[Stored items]
====================

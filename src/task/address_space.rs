//! Per-task address space (C4)
//!
//! Wraps a root SV39 table plus a bump cursor for the next free user
//! virtual page. The kernel half is never built from scratch: every
//! new address space clones it from whichever root is already mapped
//! in, so kernel code and the kernel heap stay reachable on every trap
//! regardless of which task was running.

use crate::memory::address::{PAGE_SIZE, USER_MAX};
use crate::memory::paging::{phys_to_safe, MappingError, PageMapper};
use crate::memory::{PhysAddr, VirtAddr};
use crate::arch::riscv64::PteFlags;

#[derive(Debug, Clone, Copy, PartialEq, Eq)]
pub enum AddressSpaceError {
    OutOfMemory,
    Mapping(MappingError),
    SegmentTooLarge,
}

impl From<MappingError> for AddressSpaceError {
    fn from(e: MappingError) -> Self {
        Self::Mapping(e)
    }
}

/// One loadable ELF segment, already sliced out of the image by the
/// caller (the executable-image collaborator, see `hal`).
pub struct Segment<'a> {
    pub virt_start: VirtAddr,
    pub data: &'a [u8],
    pub mem_size: usize,
    pub flags: PteFlags,
}

pub struct AddressSpace {
    root: PhysAddr,
    next_virt: VirtAddr,
}

impl AddressSpace {
    /// Allocate a fresh root table and clone `kernel_root`'s upper half
    /// into it so the kernel stays mapped after a context switch.
    pub fn new(kernel_root: PhysAddr) -> Result<Self, AddressSpaceError> {
        let root = unsafe { super::super::memory::alloc_frames(1) }
            .map_err(|_| AddressSpaceError::OutOfMemory)?;
        unsafe {
            (*phys_to_safe(root).as_mut_ptr::<crate::arch::riscv64::PageTable>()).zero();
        }
        let mut mapper = PageMapper::new(root);
        mapper.clone_kernel_half(kernel_root);
        Ok(Self {
            root,
            next_virt: VirtAddr::new(PAGE_SIZE),
        })
    }

    pub fn root(&self) -> PhysAddr {
        self.root
    }

    /// Wrap an already-built root table without allocating a new one or
    /// cloning the kernel half again, so an existing address space can
    /// be handed to [`AddressSpace::destroy`].
    pub fn adopt(root: PhysAddr) -> Self {
        Self {
            root,
            next_virt: VirtAddr::new(PAGE_SIZE),
        }
    }

    pub fn mapper(&mut self) -> PageMapper {
        PageMapper::new(self.root)
    }

    pub fn cursor(&self) -> VirtAddr {
        self.next_virt
    }

    /// Bump-allocate `n_pages` contiguous, still-unmapped user pages
    /// and return the base. Used by IPC's page-share path to pick a
    /// destination address in the receiving task.
    pub fn reserve_virt(&mut self, n_pages: usize) -> Result<VirtAddr, AddressSpaceError> {
        let base = self.next_virt;
        let end = base.as_usize() + n_pages * PAGE_SIZE;
        if end > USER_MAX {
            return Err(AddressSpaceError::SegmentTooLarge);
        }
        self.next_virt = VirtAddr::new(end);
        Ok(base)
    }

    /// Map and copy each segment, zero-filling the BSS tail up to
    /// `mem_size`. Returns nothing — the entry point is whatever the
    /// image loader already determined from the ELF header.
    pub fn load_image(&mut self, segments: &[Segment]) -> Result<(), AddressSpaceError> {
        for seg in segments {
            let pages = seg.mem_size.div_ceil(PAGE_SIZE);
            let base = seg.virt_start.align_down(PAGE_SIZE);
            let mut mapper = self.mapper();
            for i in 0..pages.max(1) {
                let virt = VirtAddr::new(base.as_usize() + i * PAGE_SIZE);
                let phys = mapper.alloc_and_map(virt, seg.flags | PteFlags::USER)?;
                let dst = phys_to_safe(phys).as_mut_ptr::<u8>();
                unsafe { core::ptr::write_bytes(dst, 0, PAGE_SIZE) };

                let page_start = i * PAGE_SIZE;
                let page_end = page_start + PAGE_SIZE;
                let copy_start = page_start.min(seg.data.len());
                let copy_end = page_end.min(seg.data.len());
                if copy_end > copy_start {
                    let src = &seg.data[copy_start..copy_end];
                    unsafe {
                        core::ptr::copy_nonoverlapping(src.as_ptr(), dst, src.len());
                    }
                }
            }
            if base.as_usize() + pages.max(1) * PAGE_SIZE > self.next_virt.as_usize() {
                self.next_virt = VirtAddr::new(base.as_usize() + pages.max(1) * PAGE_SIZE);
            }
        }
        Ok(())
    }

    /// Tear the whole address space down: every user-half leaf frame is
    /// `decr`'d and every table frame walked is freed, including the
    /// root itself.
    pub fn destroy(self) {
        PageMapper::destroy(self.root);
    }
}

#[cfg(test)]
mod tests {
    use super::*;
    use crate::memory::init_for_test;

    fn kernel_root() -> PhysAddr {
        let root = unsafe { crate::memory::alloc_frames(1).unwrap() };
        unsafe {
            (*phys_to_safe(root).as_mut_ptr::<crate::arch::riscv64::PageTable>()).zero();
        }
        root
    }

    #[test]
    fn new_address_space_clones_kernel_half() {
        init_for_test(16 * 1024 * 1024);
        let kroot = kernel_root();
        let mut kmapper = PageMapper::new(kroot);
        kmapper
            .map(VirtAddr::new(crate::memory::KERNEL_BASE), PhysAddr::new(0x9000), PteFlags::READ)
            .unwrap();

        let space = AddressSpace::new(kroot).unwrap();
        let mapper = PageMapper::new(space.root());
        assert_eq!(
            mapper.translate(VirtAddr::new(crate::memory::KERNEL_BASE)),
            Some(PhysAddr::new(0x9000))
        );
    }

    #[test]
    fn load_image_copies_segment_bytes() {
        init_for_test(16 * 1024 * 1024);
        let kroot = kernel_root();
        let mut space = AddressSpace::new(kroot).unwrap();
        let data = [0xAAu8; 16];
        let seg = Segment {
            virt_start: VirtAddr::new(0x1000),
            data: &data,
            mem_size: PAGE_SIZE,
            flags: PteFlags::READ | PteFlags::WRITE,
        };
        space.load_image(&[seg]).unwrap();
        let mapper = PageMapper::new(space.root());
        let phys = mapper.translate(VirtAddr::new(0x1000)).unwrap();
        let ptr = phys_to_safe(phys).as_ptr::<u8>();
        assert_eq!(unsafe { *ptr }, 0xAA);
    }

    #[test]
    fn reserve_virt_rejects_overflow_past_user_max() {
        init_for_test(16 * 1024 * 1024);
        let kroot = kernel_root();
        let mut space = AddressSpace::new(kroot).unwrap();
        let huge_pages = (USER_MAX - PAGE_SIZE) / PAGE_SIZE + 10;
        assert_eq!(
            space.reserve_virt(huge_pages),
            Err(AddressSpaceError::SegmentTooLarge)
        );
    }
}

====================

[Work to be completed]
Quote every record above exactly.

[Reply]
filename src/task/address_space.rs
//! Per-task address space (C4)
//!
//! Wraps a root SV39 table plus a bump cursor for the next free user
//! virtual page. The kernel half is never built from scratch: every
//! new address space clones it from whichever root is already mapped
//! in, so kernel code and the kernel heap stay reachable on every trap
//! regardless of which task was running.

use crate::memory::address::{PAGE_SIZE, USER_MAX};
use crate::memory::paging::{phys_to_safe, MappingError, PageMapper};
use crate::memory::{PhysAddr, VirtAddr};
use crate::arch::riscv64::PteFlags;

#[derive(Debug, Clone, Copy, PartialEq, Eq)]
pub enum AddressSpaceError {
    OutOfMemory,
    Mapping(MappingError),
    SegmentTooLarge,
}

impl From<MappingError> for AddressSpaceError {
    fn from(e: MappingError) -> Self {
        Self::Mapping(e)
    }
}

/// One loadable ELF segment, already sliced out of the image by the
/// caller (the executable-image collaborator, see `hal`).
pub struct Segment<'a> {
    pub virt_start: VirtAddr,
    pub data: &'a [u8],
    pub mem_size: usize,
    pub flags: PteFlags,
}

pub struct AddressSpace {
    root: PhysAddr,
    next_virt: VirtAddr,
}

impl AddressSpace {
    /// Allocate a fresh root table and clone `kernel_root`'s upper half
    /// into it so the kernel stays mapped after a context switch.
    pub fn new(kernel_root: PhysAddr) -> Result<Self, AddressSpaceError> {
        let root = unsafe { super::super::memory::alloc_frames(1) }
            .map_err(|_| AddressSpaceError::OutOfMemory)?;
        unsafe {
            (*phys_to_safe(root).as_mut_ptr::<crate::arch::riscv64::PageTable>()).zero();
        }
        let mut mapper = PageMapper::new(root);
        mapper.clone_kernel_half(kernel_root);
        Ok(Self {
            root,
            next_virt: VirtAddr::new(PAGE_SIZE),
        })
    }

    pub fn root(&self) -> PhysAddr {
        self.root
    }

    /// Wrap an already-built root table without allocating a new one or
    /// cloning the kernel half again, so an existing address space can
    /// be handed to [`AddressSpace::destroy`].
    pub fn adopt(root: PhysAddr) -> Self {
        Self {
            root,
            next_virt: VirtAddr::new(PAGE_SIZE),
        }
    }

    pub fn mapper(&mut self) -> PageMapper {
        PageMapper::new(self.root)
    }

    pub fn cursor(&self) -> VirtAddr {
        self.next_virt
    }

    /// Bump-allocate `n_pages` contiguous, still-unmapped user pages
    /// and return the base. Used by IPC's page-share path to pick a
    /// destination address in the receiving task.
    pub fn reserve_virt(&mut self, n_pages: usize) -> Result<VirtAddr, AddressSpaceError> {
        let base = self.next_virt;
        let end = base.as_usize() + n_pages * PAGE_SIZE;
        if end > USER_MAX {
            return Err(AddressSpaceError::SegmentTooLarge);
        }
        self.next_virt = VirtAddr::new(end);
        Ok(base)
    }

    /// Map and copy each segment, zero-filling the BSS tail up to
    /// `mem_size`. Returns nothing — the entry point is whatever the
    /// image loader already determined from the ELF header.
    pub fn load_image(&mut self, segments: &[Segment]) -> Result<(), AddressSpaceError> {
        for seg in segments {
            let pages = seg.mem_size.div_ceil(PAGE_SIZE);
            let base = seg.virt_start.align_down(PAGE_SIZE);
            let mut mapper = self.mapper();
            for i in 0..pages.max(1) {
                let virt = VirtAddr::new(base.as_usize() + i * PAGE_SIZE);
                let phys = mapper.alloc_and_map(virt, seg.flags | PteFlags::USER)?;
                let dst = phys_to_safe(phys).as_mut_ptr::<u8>();
                unsafe { core::ptr::write_bytes(dst, 0, PAGE_SIZE) };

                let page_start = i * PAGE_SIZE;
                let page_end = page_start + PAGE_SIZE;
                let copy_start = page_start.min(seg.data.len());
                let copy_end = page_end.min(seg.data.len());
                if copy_end > copy_start {
                    let src = &seg.data[copy_start..copy_end];
                    unsafe {
                        core::ptr::copy_nonoverlapping(src.as_ptr(), dst, src.len());
                    }
                }
            }
            if base.as_usize() + pages.max(1) * PAGE_SIZE > self.next_virt.as_usize() {
                self.next_virt = VirtAddr::new(base.as_usize() + pages.max(1) * PAGE_SIZE);
            }
        }
        Ok(())
    }

    /// Tear the whole address space down: every user-half leaf frame is
    /// `decr`'d and every table frame walked is freed, including the
    /// root itself.
    pub fn destroy(self) {
        PageMapper::destroy(self.root);
    }
}

#[cfg(test)]
mod tests {
    use super::*;
    use crate::memory::init_for_test;

    fn kernel_root() -> PhysAddr {
        let root = unsafe { crate::memory::alloc_frames(1).unwrap() };
        unsafe {
            (*phys_to_safe(root).as_mut_ptr::<crate::arch::riscv64::PageTable>()).zero();
        }
        root
    }

    #[test]
    fn new_address_space_clones_kernel_half() {
        init_for_test(16 * 1024 * 1024);
        let kroot = kernel_root();
        let mut kmapper = PageMapper::new(kroot);
        kmapper
            .map(VirtAddr::new(crate::memory::KERNEL_BASE), PhysAddr::new(0x9000), PteFlags::READ)
            .unwrap();

        let space = AddressSpace::new(kroot).unwrap();
        let mapper = PageMapper::new(space.root());
        assert_eq!(
            mapper.translate(VirtAddr::new(crate::memory::KERNEL_BASE)),
            Some(PhysAddr::new(0x9000))
        );
    }

    #[test]
    fn load_image_copies_segment_bytes() {
        init_for_test(16 * 1024 * 1024);
        let kroot = kernel_root();
        let mut space = AddressSpace::new(kroot).unwrap();
        let data = [0xAAu8; 16];
        let seg = Segment {
            virt_start: VirtAddr::new(0x1000),
            data: &data,
            mem_size: PAGE_SIZE,
            flags: PteFlags::READ | PteFlags::WRITE,
        };
        space.load_image(&[seg]).unwrap();
        let mapper = PageMapper::new(space.root());
        let phys = mapper.translate(VirtAddr::new(0x1000)).unwrap();
        let ptr = phys_to_safe(phys).as_ptr::<u8>();
        assert_eq!(unsafe { *ptr }, 0xAA);
    }

    #[test]
    fn reserve_virt_rejects_overflow_past_user_max() {
        init_for_test(16 * 1024 * 1024);
        let kroot = kernel_root();
        let mut space = AddressSpace::new(kroot).unwrap();
        let huge_pages = (USER_MAX - PAGE_SIZE) / PAGE_SIZE + 10;
        assert_eq!(
            space.reserve_virt(huge_pages),
            Err(AddressSpaceError::SegmentTooLarge)
        );
    }
}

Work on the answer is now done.